[WORK INSTRUCTION] Nothing below is to be printed except the lines between the line holding "while self.recent_turns.len() >" and the line holding "or in progress.", inclusive, each exactly as it appears.

Collected data:
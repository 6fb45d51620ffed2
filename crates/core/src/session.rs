//! Session state: everything the engine knows about one ongoing conversation.
//!
//! A session is created on first interaction, mutated by every turn, and torn
//! down on explicit reset or idle expiry. It is passed explicitly into the
//! assembler and only ever written by the state updater.

use chrono::{DateTime, Utc};
use serde::{Deserialize, Serialize};
use std::collections::{BTreeMap, VecDeque};
use uuid::Uuid;
use crate::message::Message;

/// Default number of messages kept in the recent-turn ring buffer.
pub const DEFAULT_TURN_CAPACITY: usize = 10;

/// Per-user conversational state.
#[derive(Debug, Clone, Serialize, Deserialize)]
pub struct Session {
    pub session_id: String,
    pub user_id: String,

    /// Optional profile supplied by the host application.
    #[serde(default, skip_serializing_if = "Option::is_none")]
    pub profile: Option<UserProfile>,

    /// Free-form key/value preferences (sorted for deterministic rendering).
    #[serde(default)]
    pub preferences: BTreeMap<String, String>,

    /// Running task list.
    #[serde(default)]
    pub tasks: Vec<Task>,

    /// Recent messages, oldest first, bounded by `turn_capacity`.
    #[serde(default)]
    pub recent_turns: VecDeque<Message>,

    #[serde(default = "default_turn_capacity")]
    pub turn_capacity: usize,

    /// Files attached to this session (content already extracted).
    #[serde(default)]
    pub attachments: Vec<Attachment>,

    /// Session-level rules appended to the default constraints.
    #[serde(default)]
    pub constraints: Vec<String>,

    /// Preferred response shape ("markdown", "json", ...), if the user set one.
    #[serde(default, skip_serializing_if = "Option::is_none")]
    pub output_format: Option<String>,

    pub created_at: DateTime<Utc>,
    pub last_active_at: DateTime<Utc>,

    #[serde(default)]
    pub turn_count: u64,
}

fn default_turn_capacity() -> usize {
    DEFAULT_TURN_CAPACITY
}

/// Descriptive profile of the user behind a session.
#[derive(Debug, Clone, Default, PartialEq, Eq, Serialize, Deserialize)]
pub struct UserProfile {
    #[serde(default, skip_serializing_if = "Option::is_none")]
    pub display_name: Option<String>,
    #[serde(default, skip_serializing_if = "Option::is_none")]
    pub locale: Option<String>,
    #[serde(default, skip_serializing_if = "Option::is_none")]
    pub expertise: Option<String>,
}

/// A unit of work the user and assistant are tracking across turns.
#[derive(Debug, Clone, Serialize, Deserialize)]
pub struct Task {
    pub id: String,
    pub description: String,
    pub status: TaskStatus,
    pub created_at: DateTime<Utc>,
}

/// Status of a task.
#[derive(Debug, Clone, Serialize, Deserialize, PartialEq, Eq)]
#[serde(rename_all = "snake_case")]
pub enum TaskStatus {
    Pending,
    InProgress,
    Completed,
    Failed(String),
}

impl TaskStatus {
    pub fn is_open(&self) -> bool {
        matches!(self, Self::Pending | Self::InProgress)
    }
}

/// A file attached to a turn or session, with its extracted text.
#[derive(Debug, Clone, PartialEq, Eq, Serialize, Deserialize)]
pub struct Attachment {
    pub id: String,
    pub name: String,
    #[serde(default = "default_mime")]
    pub mime_type: String,
    /// Text produced by the (external) content extractor.
    #[serde(default)]
    pub extracted_text: String,
}

fn default_mime() -> String {
    "text/plain".into()
}

impl Attachment {
    pub fn new(name: impl Into<String>, extracted_text: impl Into<String>) -> Self {
        Self {
            id: Uuid::new_v4().to_string(),
            name: name.into(),
            mime_type: default_mime(),
            extracted_text: extracted_text.into(),
        }
    }

    pub fn has_content(&self) -> bool {
        !self.extracted_text.trim().is_empty()
    }
}

impl Session {
    /// Create a fresh session for a user.
    pub fn new(user_id: impl Into<String>, session_id: impl Into<String>) -> Self {
        let now = Utc::now();
        Self {
            session_id: session_id.into(),
            user_id: user_id.into(),
            profile: None,
            preferences: BTreeMap::new(),
            tasks: Vec::new(),
            recent_turns: VecDeque::new(),
            turn_capacity: DEFAULT_TURN_CAPACITY,
            attachments: Vec::new(),
            constraints: Vec::new(),
            output_format: None,
            created_at: now,
            last_active_at: now,
            turn_count: 0,
        }
    }

    pub fn with_turn_capacity(mut self, capacity: usize) -> Self {
        self.turn_capacity = capacity.max(1);
        self
    }

    /// Append a message to the ring buffer, evicting the oldest beyond capacity.
    pub fn push_turn(&mut self, message: Message) {
        self.recent_turns.push_back(message);
        while self.recent_turns.len() > self.turn_capacity {
            self.recent_turns.pop_front();
        }
        self.last_active_at = Utc::now();
    }

    /// Add a pending task and return its id.
    pub fn add_task(&mut self, description: impl Into<String>) -> String {
        let id = Uuid::new_v4().to_string();
        self.tasks.push(Task {
            id: id.clone(),
            description: description.into(),
            status: TaskStatus::Pending,
            created_at: Utc::now(),
        });
        id
    }

    /// Update a task's status. Returns false if the id is unknown.
    pub fn set_task_status(&mut self, id: &str, status: TaskStatus) -> bool {
        match self.tasks.iter_mut().find(|t| t.id == id) {
            Some(task) => {
                task.status = status;
                true
            }
            None => false,
        }
    }

    /// Tasks that are pending or in progress.
    pub fn open_tasks(&self) -> impl Iterator<Item = &Task> {
        self.tasks.iter().filter(|t| t.status.is_open())
    }

    pub fn has_profile_data(&self) -> bool {
        self.profile.as_ref().is_some_and(|p| *p != UserProfile::default())
            || !self.preferences.is_empty()
    }

    /// Whether the session has been idle for longer than `idle_ttl`.
    pub fn is_idle(&self, now: DateTime<Utc>, idle_ttl: chrono::Duration) -> bool {
        now - self.last_active_at > idle_ttl
    }

    /// Drop conversational state, keeping identity, profile and preferences.
    pub fn clear_conversation(&mut self) {
        self.recent_turns.clear();
        self.tasks.clear();
        self.attachments.clear();
        self.turn_count = 0;
        self.last_active_at = Utc::now();
    }
}

#[cfg(test)]
mod tests {
    use super::*;

    #[test]
    fn ring_buffer_evicts_oldest() {
        let mut session = Session::new("u", "s").with_turn_capacity(3);
        for i in 0..5 {
            session.push_turn(Message::user(format!("turn {i}")));
        }
        assert_eq!(session.recent_turns.len(), 3);
        assert_eq!(session.recent_turns[0].content, "turn 2");
        assert_eq!(session.recent_turns[2].content, "turn 4");
    }

    #[test]
    fn open_tasks_excludes_completed() {
        let mut session = Session::new("u", "s");
        let done = session.add_task("write report");
        session.add_task("review report");
        assert!(session.set_task_status(&done, TaskStatus::Completed));
        assert_eq!(session.open_tasks().count(), 1);
        assert!(!session.set_task_status("missing", TaskStatus::Completed));
    }

    #[test]
    fn profile_data_detection() {
        let mut session = Session::new("u", "s");
        assert!(!session.has_profile_data());
        session.profile = Some(UserProfile::default());
        assert!(!session.has_profile_data());
        session.preferences.insert("units".into(), "metric".into());
        assert!(session.has_profile_data());
    }

    #[test]
    fn attachment_content_check() {
        assert!(!Attachment::new("empty.txt", "   ").has_content());
        assert!(Attachment::new("notes.txt", "hello").has_content());
    }

    #[test]
    fn clear_conversation_keeps_identity() {
        let mut session = Session::new("u", "s");
        session.preferences.insert("tone".into(), "formal".into());
        session.push_turn(Message::user("hi"));
        session.add_task("t");
        session.clear_conversation();
        assert!(session.recent_turns.is_empty());
        assert!(session.tasks.is_empty());
        assert_eq!(session.preferences.len(), 1);
        assert_eq!(session.user_id, "u");
    }
}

[TASK RESPONSE]
        while self.recent_turns.len() > self.turn_capacity {
            self.recent_turns.pop_front();
        }
        self.last_active_at = Utc::now();
    }

    /// Add a pending task and return its id.
    pub fn add_task(&mut self, description: impl Into<String>) -> String {
        let id = Uuid::new_v4().to_string();
        self.tasks.push(Task {
            id: id.clone(),
            description: description.into(),
            status: TaskStatus::Pending,
            created_at: Utc::now(),
        });
        id
    }

    /// Update a task's status. Returns false if the id is unknown.
    pub fn set_task_status(&mut self, id: &str, status: TaskStatus) -> bool {
        match self.tasks.iter_mut().find(|t| t.id == id) {
            Some(task) => {
                task.status = status;
                true
            }
            None => false,
        }
    }

    /// Tasks that are pending or in progress.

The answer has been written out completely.